In describing his new role, Iger sounds a lot like a Chief Creative Officer. He claims that he’ll work on Disney stories for the rest of his tenure. That doesn’t mean a specific movie or television show or the like, though.
To Disney, much of what they do qualifies as story. I take from this that Iger still has some irons in the fire that he wants to see through to the end. He was reluctant to discuss any individual project, but he did mention “fueling the pipelines” for Disney+ and other kinds of Disney content creation.
The Early Stages of the Chapek Regime
To drive home this point, Chapek states, “Get the content right, and everything else kind of follows suit.” Beyond that, Chapek’s role during the change felt like one of reassurance. He refused the opportunity to announce any grand ambitions for his new job.

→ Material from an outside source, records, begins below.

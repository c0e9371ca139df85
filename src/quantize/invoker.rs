use std::{
    path::{Path, PathBuf},
    process::{Command, Stdio},
    time::{Duration, Instant},
};

use wait_timeout::ChildExt;

use super::QuantFormat;
use crate::{
    cancel::CancelToken,
    config::LauncherConfig,
    error::{LauncherError, LauncherResult, LoadFailure},
    model::{base_name, has_quant_tag},
    process::{kill_and_reap, OutputTail},
};

const STDERR_TAIL_LINES: usize = 20;

/// How often a running quantization checks for cancellation.
const POLL_INTERVAL: Duration = Duration::from_millis(100);

/// Turns an FP16 model file into a quantized one.
pub trait Quantize: Send {
    /// Returns the path of the quantized file. Gives up with
    /// [`LauncherError::Cancelled`] once `cancel` is set.
    fn quantize(
        &self,
        source: &Path,
        format: QuantFormat,
        cancel: &CancelToken,
    ) -> LauncherResult<PathBuf>;
}

/// Runs the external `llama-quantize` executable as a blocking subprocess.
#[derive(Debug, Clone)]
pub struct QuantizeInvoker {
    executable: PathBuf,
    timeout: Duration,
}

impl QuantizeInvoker {
    pub fn new(executable: impl Into<PathBuf>, timeout: Duration) -> Self {
        Self {
            executable: executable.into(),
            timeout,
        }
    }

    pub fn from_config(config: &LauncherConfig) -> LauncherResult<Self> {
        Ok(Self::new(
            config.quantize_executable_path()?,
            config.quantize_timeout(),
        ))
    }

    pub fn executable(&self) -> &Path {
        &self.executable
    }

    fn run(
        &self,
        source: &Path,
        output: &Path,
        format: QuantFormat,
        cancel: &CancelToken,
    ) -> LauncherResult<()> {
        let mut cmd = Command::new(&self.executable);
        cmd.arg(source)
            .arg(output)
            .arg(format.code())
            .stdin(Stdio::null())
            .stdout(Stdio::null())
            .stderr(Stdio::piped());
        tracing::info!("Starting quantization with command: {:?}", cmd);

        let mut child = cmd.spawn().map_err(|e| match e.kind() {
            std::io::ErrorKind::NotFound => LauncherError::QuantizeExecutableMissing {
                path: self.executable.clone(),
            },
            _ => LauncherError::QuantizeFailed {
                model: source.to_path_buf(),
                reason: format!("failed to start '{}': {e}", self.executable.display()),
            },
        })?;
        let stderr = child
            .stderr
            .take()
            .map(|pipe| OutputTail::capture(pipe, STDERR_TAIL_LINES))
            .unwrap_or_else(OutputTail::empty);

        let started = Instant::now();
        let status = loop {
            let remaining = self.timeout.saturating_sub(started.elapsed());
            if remaining.is_zero() {
                break None;
            }
            let status = child
                .wait_timeout(remaining.min(POLL_INTERVAL))
                .map_err(|e| LauncherError::QuantizeFailed {
                    model: source.to_path_buf(),
                    reason: format!("failed to wait for the quantize process: {e}"),
                })?;
            if status.is_some() {
                break status;
            }
            if cancel.is_cancelled() {
                kill_and_reap(&mut child);
                remove_partial_output(output);
                tracing::info!(model = %source.display(), "quantization cancelled");
                return Err(LauncherError::Cancelled("quantization"));
            }
        };

        let Some(status) = status else {
            kill_and_reap(&mut child);
            remove_partial_output(output);
            tracing::error!(
                model = %source.display(),
                timeout = ?self.timeout,
                "quantization timed out: {}",
                stderr.snapshot()
            );
            return Err(LauncherError::QuantizeTimedOut {
                model: source.to_path_buf(),
                elapsed: started.elapsed(),
            });
        };

        let stderr = stderr.finish();
        if !status.success() {
            remove_partial_output(output);
            let code = status
                .code()
                .map_or_else(|| "terminated by signal".to_string(), |c| format!("exit code {c}"));
            let reason = if stderr.trim().is_empty() {
                code
            } else {
                format!("{code}: {}", stderr.trim())
            };
            return Err(LauncherError::QuantizeFailed {
                model: source.to_path_buf(),
                reason,
            });
        }
        if !output.is_file() {
            return Err(LauncherError::QuantizeFailed {
                model: source.to_path_buf(),
                reason: format!(
                    "quantize exited successfully but produced no '{}'",
                    output.display()
                ),
            });
        }
        tracing::info!(
            output = %output.display(),
            elapsed = ?started.elapsed(),
            "quantization finished"
        );
        Ok(())
    }
}

impl Quantize for QuantizeInvoker {
    fn quantize(
        &self,
        source: &Path,
        format: QuantFormat,
        cancel: &CancelToken,
    ) -> LauncherResult<PathBuf> {
        let stem = source
            .file_stem()
            .map(|s| s.to_string_lossy().into_owned())
            .unwrap_or_default();
        if has_quant_tag(&stem) {
            return Err(LauncherError::AlreadyQuantized {
                path: source.to_path_buf(),
            });
        }
        if !source.is_file() {
            return Err(LauncherError::load(source, LoadFailure::NotFound));
        }

        let output = derive_output_path(source, format);
        if output.is_file() {
            tracing::info!(output = %output.display(), "reusing existing quantized model");
            return Ok(output);
        }
        if !self.executable.is_file() {
            return Err(LauncherError::QuantizeExecutableMissing {
                path: self.executable.clone(),
            });
        }

        self.run(source, &output, format, cancel)?;
        Ok(output)
    }
}

/// `model.fp16.gguf` + `Q4_K_M` → `model.Q4_K_M.gguf`, in the source's directory.
pub fn derive_output_path(source: &Path, format: QuantFormat) -> PathBuf {
    let stem = source
        .file_stem()
        .map(|s| s.to_string_lossy().into_owned())
        .unwrap_or_default();
    source.with_file_name(format!("{}.{}.gguf", base_name(&stem), format.code()))
}

fn remove_partial_output(output: &Path) {
    if output.exists() {
        if let Err(e) = std::fs::remove_file(output) {
            tracing::error!(output = %output.display(), error = %e, "failed to remove partial output");
        }
    }
}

Instead, Disney’s new CEO repeatedly emphasized that he’ll continue down the path that Iger laid out for the company. It sounded like a direct message to shareholders not to freak out. Chapek wanted people to know that it’s business as usual for Disney for the foreseeable future.
Both journalists quizzed Chapek on Coronavirus. He politely described the situation as a temporary inconvenience, taking caution not to dismiss a serious epidemic.

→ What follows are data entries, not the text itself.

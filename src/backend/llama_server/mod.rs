//! Inference through llama.cpp's `llama-server`.
//!
//! Each loaded model gets its own server process bound to a free loopback
//! port. Loading blocks until `/health` reports ready, the process exits, or
//! the load budget runs out. The context owns the process, so releasing the
//! model stops the server.

mod client;
mod process;

use std::{
    ffi::OsString,
    path::{Path, PathBuf},
    thread::sleep,
    time::{Duration, Instant},
};

use bon::Builder;

pub use client::{ClientError, CompletionRequest, CompletionResponse, HealthStatus, ServerClient};
use client::{free_port, HOST};
use process::ServerProcess;

use super::{Completion, GenerationRequest, InferenceBackend, InferenceContext};
use crate::{
    cancel::CancelToken,
    config::LauncherConfig,
    error::{LauncherError, LauncherResult, LoadFailure},
    model::ModelReference,
};

#[derive(Builder, Debug, Clone)]
pub struct LlamaServerBackend {
    #[builder(into)]
    executable: PathBuf,

    /// Prompt plus reply must fit; the transcript grows with every turn.
    #[builder(default = 4096)]
    ctx_size: u32,

    /// Upper bound on the time from spawn to a healthy `/health`.
    #[builder(default = Duration::from_secs(120))]
    load_budget: Duration,

    #[builder(default = Duration::from_secs(300))]
    request_timeout: Duration,

    /// Pause between `/health` probes.
    #[builder(default = Duration::from_millis(250))]
    retry_delay: Duration,

    /// Passed through verbatim, e.g. `["--n-gpu-layers", "99"]`.
    #[builder(default)]
    extra_args: Vec<String>,
}

impl LlamaServerBackend {
    pub fn from_config(config: &LauncherConfig) -> LauncherResult<Self> {
        Ok(Self::builder()
            .executable(config.server_executable_path()?)
            .ctx_size(config.ctx_size)
            .load_budget(config.load_budget())
            .request_timeout(config.request_timeout())
            .build())
    }

    pub fn executable(&self) -> &Path {
        &self.executable
    }

    fn args(&self, model: &Path, port: u16) -> Vec<OsString> {
        let mut args: Vec<OsString> = vec![
            "--model".into(),
            model.as_os_str().to_owned(),
            "--host".into(),
            HOST.into(),
            "--port".into(),
            port.to_string().into(),
            "--ctx-size".into(),
            self.ctx_size.to_string().into(),
        ];
        args.extend(self.extra_args.iter().map(OsString::from));
        args
    }

    fn wait_until_ready(
        &self,
        model: &Path,
        client: &ServerClient,
        process: &mut ServerProcess,
        cancel: &CancelToken,
    ) -> LauncherResult<()> {
        let started = Instant::now();
        loop {
            let exited = process.exit_report();
            // cancelling kills the server; read the flag after polling the exit
            if cancel.is_cancelled() {
                tracing::info!(pid = process.pid(), "model load cancelled");
                return Err(LauncherError::Cancelled("model loading"));
            }
            if let Some(report) = exited {
                tracing::error!(pid = process.pid(), "llama-server exited during start-up: {report}");
                return Err(LauncherError::load(model, LoadFailure::ServerExited(report)));
            }
            match client.health() {
                HealthStatus::Ready => {
                    tracing::info!(
                        url = client.base_url(),
                        elapsed = ?started.elapsed(),
                        "llama-server ready"
                    );
                    return Ok(());
                }
                HealthStatus::Loading => tracing::trace!("model still loading"),
                HealthStatus::Unavailable(reason) => {
                    tracing::trace!("health check not ready ({reason}); retrying in {:?}", self.retry_delay)
                }
            }
            if started.elapsed() >= self.load_budget {
                tracing::error!(
                    budget = ?self.load_budget,
                    "llama-server did not become ready: {}",
                    process.stderr_tail()
                );
                return Err(LauncherError::load(
                    model,
                    LoadFailure::Timeout(self.load_budget),
                ));
            }
            sleep(self.retry_delay);
        }
    }
}

impl InferenceBackend for LlamaServerBackend {
    type Context = LlamaServerContext;

    fn load(
        &self,
        reference: &ModelReference,
        cancel: &CancelToken,
    ) -> LauncherResult<LlamaServerContext> {
        let fail = |reason| LauncherError::load(&reference.path, reason);
        if !self.executable.is_file() {
            return Err(fail(LoadFailure::ServerExecutableMissing(
                self.executable.clone(),
            )));
        }
        // the server's working directory is its own; hand it an absolute path
        let model = std::path::absolute(&reference.path)
            .map_err(|e| fail(LoadFailure::Unreadable(e.to_string())))?;
        let port = free_port()
            .map_err(|e| fail(LoadFailure::Backend(format!("no free port available: {e}"))))?;

        let mut process = ServerProcess::spawn(&self.executable, &self.args(&model, port), cancel)
            .map_err(fail)?;
        let client = ServerClient::new(format!("http://{HOST}:{port}"), self.request_timeout);
        self.wait_until_ready(&reference.path, &client, &mut process, cancel)?;

        Ok(LlamaServerContext {
            client,
            process,
            model: reference.clone(),
        })
    }
}

/// A model served by a live `llama-server`.
#[derive(Debug)]
pub struct LlamaServerContext {
    client: ServerClient,
    process: ServerProcess,
    model: ModelReference,
}

impl LlamaServerContext {
    pub fn model(&self) -> &ModelReference {
        &self.model
    }

    pub fn base_url(&self) -> &str {
        self.client.base_url()
    }
}

impl InferenceContext for LlamaServerContext {
    fn generate(&mut self, request: &GenerationRequest) -> LauncherResult<Completion> {
        if let Some(report) = self.process.exit_report() {
            return Err(LauncherError::Generation(format!("llama-server exited: {report}")));
        }
        let response = self
            .client
            .completion(&CompletionRequest {
                prompt: &request.prompt,
                n_predict: request.max_tokens,
                temperature: request.temperature,
                stop: &request.stop,
                cache_prompt: true,
            })
            .map_err(|e| LauncherError::Generation(e.to_string()))?;
        tracing::debug!(
            model = %self.model,
            tokens = response.tokens_predicted,
            "completion received"
        );
        let hit_token_limit = response.hit_token_limit();
        Ok(Completion {
            text: response.content,
            tokens_generated: response.tokens_predicted,
            hit_token_limit,
        })
    }
}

Chapek had no interest in discussing specific financial concerns about the quarter or fiscal year. He deftly pivoted to say that this short-term problem in no way impacts Disney’s healthy future as a company. He’s right, and he deserves credit for having a strong answer prepared for that question.
Iger also sidestepped questions about Disney’s macroeconomic position this year. Instead, he factually stated the following:
“Our businesses are doing extremely well. The long-term prospects for our brands and our franchises and our businesses are, I think, at this point, looking quite good.

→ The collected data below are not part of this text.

//! Child-process helpers shared by the quantize invoker and the llama-server backend.

use std::{
    collections::VecDeque,
    io::{BufRead, BufReader, Read},
    process::{Child, ExitStatus},
    sync::{Arc, Mutex},
    thread::JoinHandle,
    time::Duration,
};

use wait_timeout::ChildExt;

const FORCE_KILL_TIMEOUT: Duration = Duration::from_secs(2);

/// Keeps the last `max_lines` lines written to a child's pipe.
///
/// The pipe is drained on its own thread so a chatty child never blocks on a
/// full pipe while we wait for it.
#[derive(Debug)]
pub(crate) struct OutputTail {
    lines: Arc<Mutex<VecDeque<String>>>,
    reader: Option<JoinHandle<()>>,
}

impl OutputTail {
    pub(crate) fn capture<R: Read + Send + 'static>(source: R, max_lines: usize) -> Self {
        let lines = Arc::new(Mutex::new(VecDeque::with_capacity(max_lines)));
        let sink = Arc::clone(&lines);
        let reader = std::thread::Builder::new()
            .name("child-output".to_string())
            .spawn(move || {
                for line in BufReader::new(source).lines() {
                    let Ok(line) = line else { break };
                    let mut lines = sink.lock().unwrap_or_else(|e| e.into_inner());
                    if lines.len() == max_lines {
                        lines.pop_front();
                    }
                    lines.push_back(line);
                }
            })
            .ok();
        Self { lines, reader }
    }

    pub(crate) fn empty() -> Self {
        Self {
            lines: Arc::new(Mutex::new(VecDeque::new())),
            reader: None,
        }
    }

    pub(crate) fn snapshot(&self) -> String {
        let lines = self.lines.lock().unwrap_or_else(|e| e.into_inner());
        lines
            .iter()
            .map(String::as_str)
            .collect::<Vec<_>>()
            .join("\n")
    }

    /// Waits for the pipe to close, then returns what was kept.
    pub(crate) fn finish(mut self) -> String {
        if let Some(reader) = self.reader.take() {
            let _ = reader.join();
        }
        self.snapshot()
    }
}

/// Kills `child` and reaps it, giving the OS a short window to deliver the signal.
pub(crate) fn kill_and_reap(child: &mut Child) -> Option<ExitStatus> {
    if let Ok(Some(status)) = child.try_wait() {
        return Some(status);
    }
    if let Err(e) = child.kill() {
        tracing::error!(pid = child.id(), error = %e, "failed to kill child process");
    }
    match child.wait_timeout(FORCE_KILL_TIMEOUT) {
        Ok(status) => status,
        Err(e) => {
            tracing::error!(pid = child.id(), error = %e, "failed to reap child process");
            None
        }
    }
}

#[cfg(test)]
pub(crate) mod tests {
    use std::path::{Path, PathBuf};

    use super::*;

    /// Writes an executable `sh` script into `dir`.
    #[cfg(unix)]
    pub(crate) fn write_script(dir: &Path, name: &str, body: &str) -> PathBuf {
        use std::os::unix::fs::PermissionsExt;

        let path = dir.join(name);
        std::fs::write(&path, format!("#!/bin/sh\n{body}\n")).unwrap();
        std::fs::set_permissions(&path, std::fs::Permissions::from_mode(0o755)).unwrap();
        path
    }

    #[test]
    fn tail_keeps_only_the_last_lines() {
        let input = (1..=30).map(|i| format!("line {i}\n")).collect::<String>();
        let tail = OutputTail::capture(std::io::Cursor::new(input.into_bytes()), 3);
        assert_eq!(tail.finish(), "line 28\nline 29\nline 30");
    }

    #[test]
    fn empty_tail() {
        assert_eq!(OutputTail::empty().finish(), "");
    }

    #[cfg(unix)]
    #[test]
    #[serial_test::serial]
    fn kill_and_reap_stops_a_sleeping_child() {
        let mut child = std::process::Command::new("sleep").arg("30").spawn().unwrap();
        let status = kill_and_reap(&mut child).expect("child should be reaped");
        assert!(!status.success());
    }
}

We’re obviously experiencing some very, very challenging times now, whether you’re looking at the stock market or whether you’re looking at just the global business environment due to this virus.
But, well, we view this as a serious situation, but we also know it’s not permanent, that this company has always shown an ability to rebound from some of the biggest challenges that it has faced. And this is one of them.”
Notes from the Conference Call
Generally, Disney’s executive conference calls are incredibly enlightening. This one felt more like a PR situation, as the parties involved didn’t offer many interesting tidbits. Everyone played the situation conservatively.
Iger led with a prepared remark and stated that he is “thrilled for Bob.” Given how much time they’ve spent together, I believe him. The new Executive Chairman also stated his remaining contract length, letting listeners know that he’s not going anywhere.
Chapek also read a speech about the situation. He stressed his detailed experience through 27 years of service as a loyal Disney employee. Then, the new CEO reiterated that he’ll follow the same Disney tenets that Iger laid out in his autobiography.
During the Q&A session, Chapek addressed the gap in his resume. He lacks experience in a couple of the four divisions. However, Disney’s boss mentioned that leadership executives meet regularly to give each other a bit of cross-training. Chapek later added that one of his primary challenges would require Disney to stay ahead of the competition in storytelling areas.
Iger also addressed the matter by indicating that he, too, lacked some cross-division experience when he became CEO. He added that the nature of the job will lead to Chapek developing the same skills in time. Then, Iger said that he had the option of naming himself Chief Creative Officer but decided that Disney didn’t need that position.
On, in case you’re wondering, Iger wouldn’t drop any hints about future plans. As MickeyBlog has mentioned many times, Disney’s Executive Chairman had eyed a political campaign. He at least toyed with the notion of running for President of the United States in 2020. The interviewers tried to coerce him to confirm a future run, but he wouldn’t take the bait.